How can to two twisted beer cans be compared to the male sexual organs? In Sarah Lucas’s humorous works, she challenges the associations we often ascribe to the gendered body.
In visual art culture and art history bodies are represented in the same sexualised way again and again. The shape formed by the heap of cans has been created in infinitely many variations in order to more or less directly suggest the erect penis. Lucas’s works are an ambivalent mixture of moral attitudes and direct fascination. There are both seriousness and amusement when she presents the symbols in their most banal and explicit form. She depicts the absurdity of reducing gender identity and expression to simple bodily symbols and the cultural nostalgia found in that connection. She speaks to the lowest common denominator in order to emphasise a media image that is often sexually oriented at the expense of the female sex.
A salmon on in the street
Through self-portraits Sarah Lucas has challenged sexual stereotypes and representations of gender. She deliberately presents herself androgynously, dressed in big boots, jeans, and T-shirts, and she poses more as a man than as a woman. In Got a Salmon on in the Street #3 Lucas stands in a street and holds a large photograph of a naked man’s lower body up in front of her. The man covers his crotch with a foaming can of beer that he is opening. The ambiguous title of the work illustrates Lucas’s fondness for visual jokes, “Salmon” is English slang for the female sexual organ while “got a salmon on” is a reformulation of the expression “got a hard on”, which refers to the male erection. The title is therefore a written coupling of male and female sexuality just like the person in the street, who appears as a mixture of male and female.

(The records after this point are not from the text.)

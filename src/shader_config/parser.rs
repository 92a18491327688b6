//! Line-oriented `key = value` parser (§4.8).

use super::*;
use crate::error::{ParseError, ParseErrorKind};

/// Parse shader-config source text into a [`ShaderConfigSource`].
///
/// Comments start with `;` or `#` and run to end of line (the source
/// documentation mentions only `;`; both are accepted as the safe choice,
/// per the design notes). Unknown keys warn (via `tracing::warn`) and are
/// ignored; malformed `key = value` lines warn and are skipped. Parsing
/// never fails outright except for hard limits (line/key/value length) and
/// invalid enum tokens for recognised keys.
pub fn parse(text: &str) -> Result<ShaderConfigSource, ParseError> {
    let mut source = ShaderConfigSource::default();

    for (line_idx, raw_line) in text.lines().enumerate() {
        let line_number = line_idx + 1;

        if raw_line.len() > MAX_LINE_LENGTH {
            return Err(ParseError::new(
                ParseErrorKind::BufferOverflow,
                line_number,
                0,
                format!("line exceeds {MAX_LINE_LENGTH} bytes"),
            ));
        }

        let line = strip_comment(raw_line).trim();
        if line.is_empty() {
            continue;
        }

        let Some(eq_pos) = line.find('=') else {
            tracing::warn!(line = line_number, "malformed line (missing '='), skipping: {line}");
            continue;
        };

        let key_raw = line[..eq_pos].trim();
        let value_raw = line[eq_pos + 1..].trim();

        if key_raw.is_empty() {
            tracing::warn!(line = line_number, "malformed line (empty key), skipping");
            continue;
        }
        if key_raw.len() > MAX_KEY_LENGTH {
            return Err(ParseError::new(
                ParseErrorKind::BufferOverflow,
                line_number,
                0,
                format!("key exceeds {MAX_KEY_LENGTH} bytes"),
            ));
        }
        if value_raw.len() > MAX_VALUE_LENGTH {
            return Err(ParseError::new(
                ParseErrorKind::BufferOverflow,
                line_number,
                eq_pos,
                format!("value exceeds {MAX_VALUE_LENGTH} bytes"),
            ));
        }

        let key = key_raw.to_ascii_lowercase();
        apply_key(&mut source, &key, value_raw, line_number)?;
    }

    Ok(source)
}

fn strip_comment(line: &str) -> &str {
    let cut = line
        .char_indices()
        .find(|&(_, c)| c == ';' || c == '#')
        .map(|(i, _)| i);
    match cut {
        Some(i) => &line[..i],
        None => line,
    }
}

fn csv(value: &str) -> Vec<String> {
    value.split(',').map(|t| t.trim().to_string()).filter(|t| !t.is_empty()).collect()
}

fn apply_key(
    source: &mut ShaderConfigSource,
    key: &str,
    value: &str,
    line: usize,
) -> Result<(), ParseError> {
    match key {
        "name" => {
            if value.len() > SHADER_NAME_MAX_LENGTH {
                return Err(ParseError::new(
                    ParseErrorKind::InvalidValue,
                    line,
                    0,
                    format!("name exceeds {SHADER_NAME_MAX_LENGTH} characters"),
                ));
            }
            source.name = Some(value.to_string());
        }
        "renderpass" => {
            source.renderpass = Some(value.to_string());
        }
        "stages" => {
            let mut kinds = Vec::new();
            for tok in csv(value) {
                match tok.to_ascii_lowercase().as_str() {
                    "vertex" => kinds.push(StageKind::Vertex),
                    "fragment" => kinds.push(StageKind::Fragment),
                    other => {
                        return Err(ParseError::new(
                            ParseErrorKind::InvalidValue,
                            line,
                            0,
                            format!("unknown shader stage '{other}'"),
                        ));
                    }
                }
            }
            source.stage_kinds = kinds;
        }
        "stagefiles" => {
            source.stage_files = csv(value);
        }
        "attribute" => {
            if source.raw_attributes.len() >= MAX_ATTRIBUTES {
                return Err(ParseError::new(
                    ParseErrorKind::BufferOverflow,
                    line,
                    0,
                    format!("more than {MAX_ATTRIBUTES} attributes declared"),
                ));
            }
            let parts = csv(value);
            if parts.len() != 2 {
                return Err(ParseError::new(
                    ParseErrorKind::InvalidFormat,
                    line,
                    0,
                    "attribute requires '<type>,<name>'",
                ));
            }
            let attr_type = AttributeType::from_token(&parts[0].to_ascii_lowercase()).ok_or_else(|| {
                ParseError::new(ParseErrorKind::InvalidValue, line, 0, format!("unknown attribute type '{}'", parts[0]))
            })?;
            source.raw_attributes.push((attr_type, parts[1].clone()));
        }
        "uniform" => {
            if source.raw_uniforms.len() >= MAX_UNIFORMS {
                return Err(ParseError::new(
                    ParseErrorKind::BufferOverflow,
                    line,
                    0,
                    format!("more than {MAX_UNIFORMS} uniforms declared"),
                ));
            }
            let parts = csv(value);
            if parts.len() != 3 {
                return Err(ParseError::new(
                    ParseErrorKind::InvalidFormat,
                    line,
                    0,
                    "uniform requires '<type>,<scope>,<name>'",
                ));
            }
            let uniform_type = UniformType::from_token(&parts[0].to_ascii_lowercase()).ok_or_else(|| {
                ParseError::new(ParseErrorKind::InvalidValue, line, 0, format!("unknown uniform type '{}'", parts[0]))
            })?;
            let scope = UniformScope::from_token(parts[1].trim()).ok_or_else(|| {
                ParseError::new(ParseErrorKind::InvalidValue, line, 0, format!("uniform scope out of [0,2]: '{}'", parts[1]))
            })?;
            source.raw_uniforms.push((uniform_type, scope, parts[2].clone()));
        }
        "use_instance" => {
            source.use_instance = parse_bool(value, line)?;
        }
        "use_local" => {
            source.use_local = parse_bool(value, line)?;
        }
        "cull_mode" => {
            source.cull_mode = CullMode::from_token(&value.to_ascii_lowercase()).ok_or_else(|| {
                ParseError::new(ParseErrorKind::InvalidValue, line, 0, format!("unknown cull_mode '{value}'"))
            })?;
        }
        "version" => {
            tracing::info!(line, version = value, "shader config version");
            source.version = Some(value.to_string());
        }
        other => {
            tracing::warn!(line, key = other, "unknown shader config key, ignoring");
        }
    }
    Ok(())
}

fn parse_bool(value: &str, line: usize) -> Result<bool, ParseError> {
    match value.trim() {
        "0" => Ok(false),
        "1" => Ok(true),
        other => Err(ParseError::new(ParseErrorKind::InvalidValue, line, 0, format!("expected 0 or 1, got '{other}'"))),
    }
}

#[cfg(test)]
mod tests {
    use super::*;

    const EXAMPLE: &str = r#"
name = default.world
renderpass = Renderpass.Builtin.World
stages = vertex, fragment
stagefiles = default.world.spv
attribute = vec3, in_position
attribute = vec3, in_normal
attribute = vec2, in_texcoord
uniform = mat4, 0, view
uniform = mat4, 0, projection
uniform = vec4, 1, diffuse_color
uniform = samp,  1, diffuse_texture
use_instance = 1
use_local = 1
cull_mode = back
"#;

    #[test]
    fn parses_example_world_shader() {
        let source = parse(EXAMPLE).unwrap();
        assert_eq!(source.name.as_deref(), Some("default.world"));
        assert_eq!(source.renderpass.as_deref(), Some("Renderpass.Builtin.World"));
        assert_eq!(source.stage_kinds, vec![StageKind::Vertex, StageKind::Fragment]);
        assert_eq!(source.raw_attributes.len(), 3);
        assert_eq!(source.raw_uniforms.len(), 4);
        assert!(source.use_instance);
        assert!(source.use_local);
        assert_eq!(source.cull_mode, CullMode::Back);
    }

    #[test]
    fn hash_comment_is_accepted_alongside_semicolon() {
        let text = "name = foo # trailing comment\nstages = vertex\n; a full-line comment\nrenderpass = bar\n";
        let source = parse(text).unwrap();
        assert_eq!(source.name.as_deref(), Some("foo"));
        assert_eq!(source.renderpass.as_deref(), Some("bar"));
    }

    #[test]
    fn duplicate_name_and_renderpass_overwrite_silently() {
        let text = "name = first\nname = second\nrenderpass = a\nrenderpass = b\nstages = vertex\n";
        let source = parse(text).unwrap();
        assert_eq!(source.name.as_deref(), Some("second"));
        assert_eq!(source.renderpass.as_deref(), Some("b"));
    }

    #[test]
    fn unknown_key_is_ignored_not_fatal() {
        let text = "name = foo\nstages = vertex\ntotally_unknown_key = 123\n";
        let source = parse(text).unwrap();
        assert_eq!(source.name.as_deref(), Some("foo"));
    }

    #[test]
    fn malformed_line_without_equals_is_skipped_not_fatal() {
        let text = "name = foo\nstages = vertex\nthis line has no equals sign\n";
        let source = parse(text).unwrap();
        assert_eq!(source.name.as_deref(), Some("foo"));
    }

    #[test]
    fn invalid_stage_token_is_rejected() {
        let text = "stages = vertex, compute\n";
        let err = parse(text).unwrap_err();
        assert_eq!(err.kind, ParseErrorKind::InvalidValue);
    }

    #[test]
    fn invalid_scope_token_is_rejected() {
        let text = "uniform = vec4, 3, foo\n";
        let err = parse(text).unwrap_err();
        assert_eq!(err.kind, ParseErrorKind::InvalidValue);
    }
}
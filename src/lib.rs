//! Single-threaded, explicit-submission renderer frontend over a pluggable
//! GPU backend. The Vulkan backend under [`backend::vulkan`] is the only
//! reference implementation today; [`frontend::Renderer`] is the public
//! entry point applications drive.

pub mod arena;
pub mod backend;
pub mod config;
pub mod descriptor_cache;
pub mod error;
pub mod frame_state;
pub mod frontend;
pub mod handle;
pub mod indirect;
pub mod logging;
pub mod render_pass;
pub mod resources;
pub mod shader_config;
pub mod sub_allocator;

pub use backend::vulkan::VulkanBackend;
pub use backend::{BackendType, DeviceInformation, GraphicsPipelineDescription, PipelineStateUpdate, RenderBackend};
pub use config::{DeviceRequirements, RendererConfig};
pub use error::{ErrorKind, Result};
pub use frontend::Renderer;
pub use handle::{BufferHandle, InstanceStateHandle, PipelineHandle, RenderTargetHandle, TextureHandle};
pub use render_pass::RenderPassDomain;
pub use resources::{BufferDescription, BufferUsage, MemoryProperties, TextureDescription, TextureType, TextureWriteRegion};
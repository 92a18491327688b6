//! Shared description types and bitsets for the resource subsystem (C7/C10).

use bitflags::bitflags;

bitflags! {
    /// Buffer usage bitset (§3 Buffer).
    #[derive(Debug, Clone, Copy, PartialEq, Eq, Hash)]
    pub struct BufferUsage: u32 {
        const VERTEX       = 1 << 0;
        const INDEX        = 1 << 1;
        const UNIFORM      = 1 << 2;
        const INDIRECT     = 1 << 3;
        const TRANSFER_SRC = 1 << 4;
        const TRANSFER_DST = 1 << 5;
    }
}

bitflags! {
    /// Memory-property request bitset (§3 Buffer, §4.6).
    #[derive(Debug, Clone, Copy, PartialEq, Eq, Hash)]
    pub struct MemoryProperties: u32 {
        const DEVICE_LOCAL  = 1 << 0;
        const HOST_VISIBLE  = 1 << 1;
        const HOST_COHERENT = 1 << 2;
    }
}

bitflags! {
    /// Texture property bitset (§3 Texture).
    #[derive(Debug, Clone, Copy, PartialEq, Eq, Hash)]
    pub struct TextureProperties: u32 {
        const WRITABLE         = 1 << 0;
        const HAS_TRANSPARENCY = 1 << 1;
    }
}

bitflags! {
    /// Render-pass clear-flags bitset (§3 Render pass, §4.4).
    #[derive(Debug, Clone, Copy, PartialEq, Eq, Hash)]
    pub struct ClearFlags: u32 {
        const CLEAR_COLOR   = 1 << 0;
        const CLEAR_DEPTH   = 1 << 1;
        const CLEAR_STENCIL = 1 << 2;
        const USE_DEPTH     = 1 << 3;
    }
}

/// Description supplied to `create_buffer` (§4.6).
#[derive(Debug, Clone)]
pub struct BufferDescription {
    pub size: u64,
    pub usage: BufferUsage,
    pub memory_properties: MemoryProperties,
    pub bind_on_create: bool,
    pub persistently_mapped: bool,
}

#[derive(Debug, Clone, Copy, PartialEq, Eq)]
pub enum TextureType {
    Texture2D,
    CubeMap,
}

#[derive(Debug, Clone, Copy, PartialEq, Eq)]
pub enum WrapMode {
    Repeat,
    ClampToEdge,
    MirroredRepeat,
}

#[derive(Debug, Clone, Copy, PartialEq, Eq)]
pub enum FilterMode {
    Nearest,
    Linear,
}

/// Description supplied to `create_texture` / `update_texture` (§4.7).
#[derive(Debug, Clone)]
pub struct TextureDescription {
    pub width: u32,
    pub height: u32,
    pub channels: u32,
    pub texture_type: TextureType,
    pub wrap_u: WrapMode,
    pub wrap_v: WrapMode,
    pub wrap_w: WrapMode,
    pub min_filter: FilterMode,
    pub mag_filter: FilterMode,
    pub use_anisotropy: bool,
    pub properties: TextureProperties,
    pub generation: u64,
}

impl TextureDescription {
    /// §4.7: `HAS_TRANSPARENCY` is set for any 4-channel/alpha-carrying format.
    pub fn carries_transparency(&self) -> bool {
        self.channels == 4
    }

    /// §4.7: `mip_levels = 1 + floor(log2(max(w,h)))` when linear blit is
    /// available on the target format, else 1.
    pub fn mip_levels(&self, supports_linear_blit: bool) -> u32 {
        if !supports_linear_blit {
            return 1;
        }
        let max_dim = self.width.max(self.height).max(1);
        1 + (31 - max_dim.leading_zeros())
    }
}

/// A sub-rectangle write target for `write_texture` (§4.7).
#[derive(Debug, Clone, Copy)]
pub struct TextureWriteRegion {
    pub mip: u32,
    pub layer: u32,
    pub x: u32,
    pub y: u32,
    pub width: u32,
    pub height: u32,
}

#[cfg(test)]
mod tests {
    use super::*;

    #[test]
    fn mip_levels_matches_spec_formula() {
        let desc = TextureDescription {
            width: 1024,
            height: 512,
            channels: 4,
            texture_type: TextureType::Texture2D,
            wrap_u: WrapMode::Repeat,
            wrap_v: WrapMode::Repeat,
            wrap_w: WrapMode::Repeat,
            min_filter: FilterMode::Linear,
            mag_filter: FilterMode::Linear,
            use_anisotropy: false,
            properties: TextureProperties::empty(),
            generation: 0,
        };
        // max(1024,512) = 1024 = 2^10 -> 1 + 10 = 11
        assert_eq!(desc.mip_levels(true), 11);
        assert_eq!(desc.mip_levels(false), 1);
    }

    #[test]
    fn four_channel_textures_carry_transparency() {
        let mut desc = TextureDescription {
            width: 4,
            height: 4,
            channels: 3,
            texture_type: TextureType::Texture2D,
            wrap_u: WrapMode::Repeat,
            wrap_v: WrapMode::Repeat,
            wrap_w: WrapMode::Repeat,
            min_filter: FilterMode::Nearest,
            mag_filter: FilterMode::Nearest,
            use_anisotropy: false,
            properties: TextureProperties::empty(),
            generation: 0,
        };
        assert!(!desc.carries_transparency());
        desc.channels = 4;
        assert!(desc.carries_transparency());
    }
}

Got a Salmon on in The Street #3 is a critique of a joke, but at the same time a witty comment in itself. She mixes the witty, the sarcastic, the sexual and the unseemly in her representation of an alternative female identity.
About Sarah Lucas
Sarah Lucas was part of the group of ’Young British Artists’ who became internationally known in the early 1990s for their shock strategies and self-promotion. Since her breakthrough she has participated in several group and solo exhibitions all over the world, worked as a curator and represented Great Britain at the Venice Biennale in 2015. Lucas’s praxis uses humorous and ironic tactics to challenge sexual stereotypes and conventional depictions of gender.
B. 1962, lives and works in London, England.
Sarah Lucas studied Fine Art at Goldsmiths College in London in 1984-87.